Before conducting an experiment, one should compute the power - or, preferably, estimate the precision of the expected results. There are numerous way to achieve this, here’s one using the R package pwr
.
Package pwr
library(pwr)
The workhorse function here is pwr.f2.test
. Note that f2
refers to the effect size \(f^2\) (see here), defined as:
\[f^2 = \frac{R^2}{1-R^2}\].
See for details of the function its help page:
help("pwr.f2.test")
pwr.f2.test(u = NULL, v = NULL, f2 = NULL, sig.level = 0.05, power = NULL)
Note that u
is the number of predictors (\(k\)) minus 1, that’s the numerator degrees of freedom (df). The intercepts counts a predictor, too in this case!
v
is the denominator df, defined as \(n-p\), where \(n\) is the sample size (see here for some details on df).
By the way, if you wonder, what df actually are, read this nice little explanation.
Let’s look at a example. In a power analysis before the experiment, one states the desired level of power, and the expected effect size, for example:
# example: k=3 predictors, n=100 observations, R^2 = .1, sig.level = .05 (default)
pwr.f2.test(u = 2,
v = 97,
f2 = .1/.9,
power = NULL)
##
## Multiple regression power calculation
##
## u = 2
## v = 97
## f2 = 0.1111111
## sig.level = 0.05
## power = 0.8447176
Given this values, we will have a power of about 84% (if all assumptions are met).

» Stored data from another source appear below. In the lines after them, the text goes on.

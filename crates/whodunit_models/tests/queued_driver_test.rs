//! Tests for routing completions through the task queue.

use async_trait::async_trait;
use futures::future::join_all;
use std::sync::atomic::{AtomicUsize, Ordering};
use std::sync::{Arc, Mutex};
use std::time::Duration;
use whodunit_core::{GenerateRequest, GenerateResponse, Message};
use whodunit_error::{ModelsError, ModelsErrorKind, QueueErrorKind, WhodunitErrorKind, WhodunitResult};
use whodunit_interface::CompletionDriver;
use whodunit_models::QueuedDriver;
use whodunit_queue::{QueueConfig, TaskQueue};

/// Echoes the last user message back, failing on "fail" and stalling on "stall".
#[derive(Default)]
struct EchoDriver {
    in_flight: AtomicUsize,
    peak: AtomicUsize,
    seen: Mutex<Vec<String>>,
}

#[async_trait]
impl CompletionDriver for EchoDriver {
    async fn generate(&self, request: &GenerateRequest) -> WhodunitResult<GenerateResponse> {
        let prompt = request.messages().last().unwrap().content().clone();
        self.seen.lock().unwrap().push(prompt.clone());

        let now = self.in_flight.fetch_add(1, Ordering::SeqCst) + 1;
        self.peak.fetch_max(now, Ordering::SeqCst);
        let delay = if prompt == "stall" { 3600 } else { 1 };
        tokio::time::sleep(Duration::from_millis(delay * 1000)).await;
        self.in_flight.fetch_sub(1, Ordering::SeqCst);

        if prompt == "fail" {
            return Err(ModelsError::new(ModelsErrorKind::Api {
                status: 500,
                message: "upstream".to_string(),
            })
            .into());
        }
        Ok(GenerateResponse::new(format!("echo: {prompt}"), None))
    }

    fn provider_name(&self) -> &'static str {
        "echo"
    }

    fn model_name(&self) -> &str {
        "echo-1"
    }
}

fn request(text: &str) -> GenerateRequest {
    GenerateRequest::builder()
        .messages(vec![Message::user(text)])
        .build()
        .unwrap()
}

#[tokio::test(start_paused = true)]
async fn test_concurrent_callers_are_serialized_in_order() {
    let queue = Arc::new(TaskQueue::new(QueueConfig::event_driven("completions")));
    let driver = QueuedDriver::new(EchoDriver::default(), Arc::clone(&queue));

    let requests: Vec<_> = ["one", "two", "three", "four"]
        .iter()
        .map(|t| request(t))
        .collect();
    // join_all polls in vector order, so submissions happen in that order.
    let responses = join_all(requests.iter().map(|r| driver.generate(r))).await;

    let texts: Vec<_> = responses
        .into_iter()
        .map(|r| r.unwrap().into_text())
        .collect();
    assert_eq!(texts, ["echo: one", "echo: two", "echo: three", "echo: four"]);
    assert_eq!(driver.inner().peak.load(Ordering::SeqCst), 1);
    assert_eq!(*driver.inner().seen.lock().unwrap(), ["one", "two", "three", "four"]);
}

#[tokio::test(start_paused = true)]
async fn test_driver_error_is_returned_verbatim() {
    let queue = Arc::new(TaskQueue::new(QueueConfig::default()));
    let driver = QueuedDriver::new(EchoDriver::default(), queue);

    let err = driver.generate(&request("fail")).await.unwrap_err();
    assert!(matches!(
        err.kind(),
        WhodunitErrorKind::Models(e) if e.kind == ModelsErrorKind::Api { status: 500, message: "upstream".to_string() }
    ));

    let ok = driver.generate(&request("after")).await.unwrap();
    assert_eq!(ok.text(), "echo: after");
}

#[tokio::test(start_paused = true)]
async fn test_queue_timeout_maps_to_queue_error() {
    let config = QueueConfig::default().with_task_timeout(Some(Duration::from_secs(120)));
    let driver = QueuedDriver::new(EchoDriver::default(), Arc::new(TaskQueue::new(config)));

    let err = driver.generate(&request("stall")).await.unwrap_err();
    assert!(matches!(
        err.kind(),
        WhodunitErrorKind::Queue(e) if e.kind == QueueErrorKind::TimedOut(Duration::from_secs(120))
    ));
    assert_eq!(driver.provider_name(), "echo");
    assert_eq!(driver.model_name(), "echo-1");
}
//! HTTP-level tests for the OpenAI-compatible client.

use serde_json::json;
use whodunit_core::GenerateRequest;
use whodunit_error::{ModelsErrorKind, WhodunitErrorKind};
use whodunit_interface::CompletionDriver;
use whodunit_models::OpenAICompatibleClient;
use wiremock::matchers::{body_partial_json, header, method, path};
use wiremock::{Mock, MockServer, ResponseTemplate};

fn client_for(server: &MockServer) -> OpenAICompatibleClient {
    OpenAICompatibleClient::new(
        "test-key".to_string(),
        "mystery-model".to_string(),
        format!("{}/v1/chat/completions", server.uri()),
    )
}

#[tokio::test]
async fn test_generate_posts_chat_body_and_reads_first_choice() {
    let server = MockServer::start().await;
    Mock::given(method("POST"))
        .and(path("/v1/chat/completions"))
        .and(header("authorization", "Bearer test-key"))
        .and(body_partial_json(json!({
            "model": "mystery-model",
            "messages": [
                {"role": "system", "content": "You write mysteries."},
                {"role": "user", "content": "Name the victim."}
            ],
            "temperature": 0.5
        })))
        .respond_with(ResponseTemplate::new(200).set_body_json(json!({
            "choices": [
                {"message": {"role": "assistant", "content": "Lady Ashcombe."}, "finish_reason": "stop"}
            ],
            "usage": {"prompt_tokens": 12, "completion_tokens": 3, "total_tokens": 15}
        })))
        .expect(1)
        .mount(&server)
        .await;

    let request = GenerateRequest::prompt("You write mysteries.", "Name the victim.")
        .with_sampling(Some(0.5), None);
    let response = client_for(&server).generate(&request).await.unwrap();

    assert_eq!(response.text(), "Lady Ashcombe.");
    assert_eq!(*response.usage().unwrap().total_tokens(), 15);
}

#[tokio::test]
async fn test_non_success_status_becomes_api_error() {
    let server = MockServer::start().await;
    Mock::given(method("POST"))
        .respond_with(ResponseTemplate::new(429).set_body_string("rate limited"))
        .mount(&server)
        .await;

    let err = client_for(&server)
        .generate(&GenerateRequest::prompt("s", "u"))
        .await
        .unwrap_err();

    match err.kind() {
        WhodunitErrorKind::Models(e) => assert_eq!(
            e.kind,
            ModelsErrorKind::Api {
                status: 429,
                message: "rate limited".to_string()
            }
        ),
        other => panic!("unexpected error: {other}"),
    }
}

#[tokio::test]
async fn test_empty_choices_is_a_parse_error() {
    let server = MockServer::start().await;
    Mock::given(method("POST"))
        .respond_with(ResponseTemplate::new(200).set_body_json(json!({"choices": []})))
        .mount(&server)
        .await;

    let err = client_for(&server)
        .generate(&GenerateRequest::prompt("s", "u"))
        .await
        .unwrap_err();

    assert!(matches!(
        err.kind(),
        WhodunitErrorKind::Models(e) if matches!(e.kind, ModelsErrorKind::ResponseParsing(_))
    ));
}

#[tokio::test]
async fn test_unreachable_endpoint_is_an_http_error() {
    let client = OpenAICompatibleClient::new(
        "k".to_string(),
        "m".to_string(),
        "http://127.0.0.1:1/v1/chat/completions".to_string(),
    );
    let err = client
        .generate(&GenerateRequest::prompt("s", "u"))
        .await
        .unwrap_err();
    assert!(matches!(err.kind(), WhodunitErrorKind::Http(_)));
}
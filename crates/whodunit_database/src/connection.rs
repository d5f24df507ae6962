//! Database connection utilities.

use crate::DatabaseResult;
use diesel::prelude::*;
use diesel::sqlite::SqliteConnection;
use diesel_migrations::{EmbeddedMigrations, MigrationHarness, embed_migrations};
use tracing::instrument;
use whodunit_error::{DatabaseError, DatabaseErrorKind};

/// Schema migrations compiled into the binary.
pub const MIGRATIONS: EmbeddedMigrations = embed_migrations!("migrations");

/// Open a SQLite database and bring its schema up to date.
///
/// `database_url` is a file path or `:memory:`. Missing parent directories
/// of a file path are created.
///
/// # Errors
///
/// Returns an error if:
/// - The parent directory cannot be created
/// - The connection cannot be established
/// - A migration fails
#[instrument(name = "database.establish_connection")]
pub fn establish_connection(database_url: &str) -> DatabaseResult<SqliteConnection> {
    if database_url != ":memory:"
        && let Some(parent) = std::path::Path::new(database_url)
            .parent()
            .filter(|p| !p.as_os_str().is_empty())
    {
        std::fs::create_dir_all(parent).map_err(|e| {
            tracing::error!(error = %e, "Failed to create database directory");
            DatabaseError::new(DatabaseErrorKind::Connection(e.to_string()))
        })?;
    }

    tracing::debug!("Connecting to SQLite database");
    let mut conn = SqliteConnection::establish(database_url).map_err(|e| {
        tracing::error!(error = %e, "Failed to establish database connection");
        DatabaseError::new(DatabaseErrorKind::Connection(e.to_string()))
    })?;

    diesel::sql_query("PRAGMA foreign_keys = ON").execute(&mut conn)?;
    run_migrations(&mut conn)?;
    Ok(conn)
}

/// Apply any migrations the database has not seen yet.
#[instrument(name = "database.run_migrations", skip_all)]
pub fn run_migrations(conn: &mut SqliteConnection) -> DatabaseResult<()> {
    let applied = conn.run_pending_migrations(MIGRATIONS).map_err(|e| {
        tracing::error!(error = %e, "Migration failed");
        DatabaseError::new(DatabaseErrorKind::Migration(e.to_string()))
    })?;

    if !applied.is_empty() {
        tracing::info!(count = applied.len(), "Applied migrations");
    }
    Ok(())
}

The other way round: How large should the sample be to get a power of .8, given \(R^2=.^1\)?
# example: k=3 predictors, power = .8, R^2 = .1
pwr.f2.test(u = 2,
f2 = .1/.9,
power = .8,
v = NULL)
##
## Multiple regression power calculation
##
## u = 2
## v = 86.77678
## f2 = 0.1111111
## sig.level = 0.05
## power = 0.8
v = 87
, ie, \(n=v+p=87+3=90\). That’s the estimated sample size we need.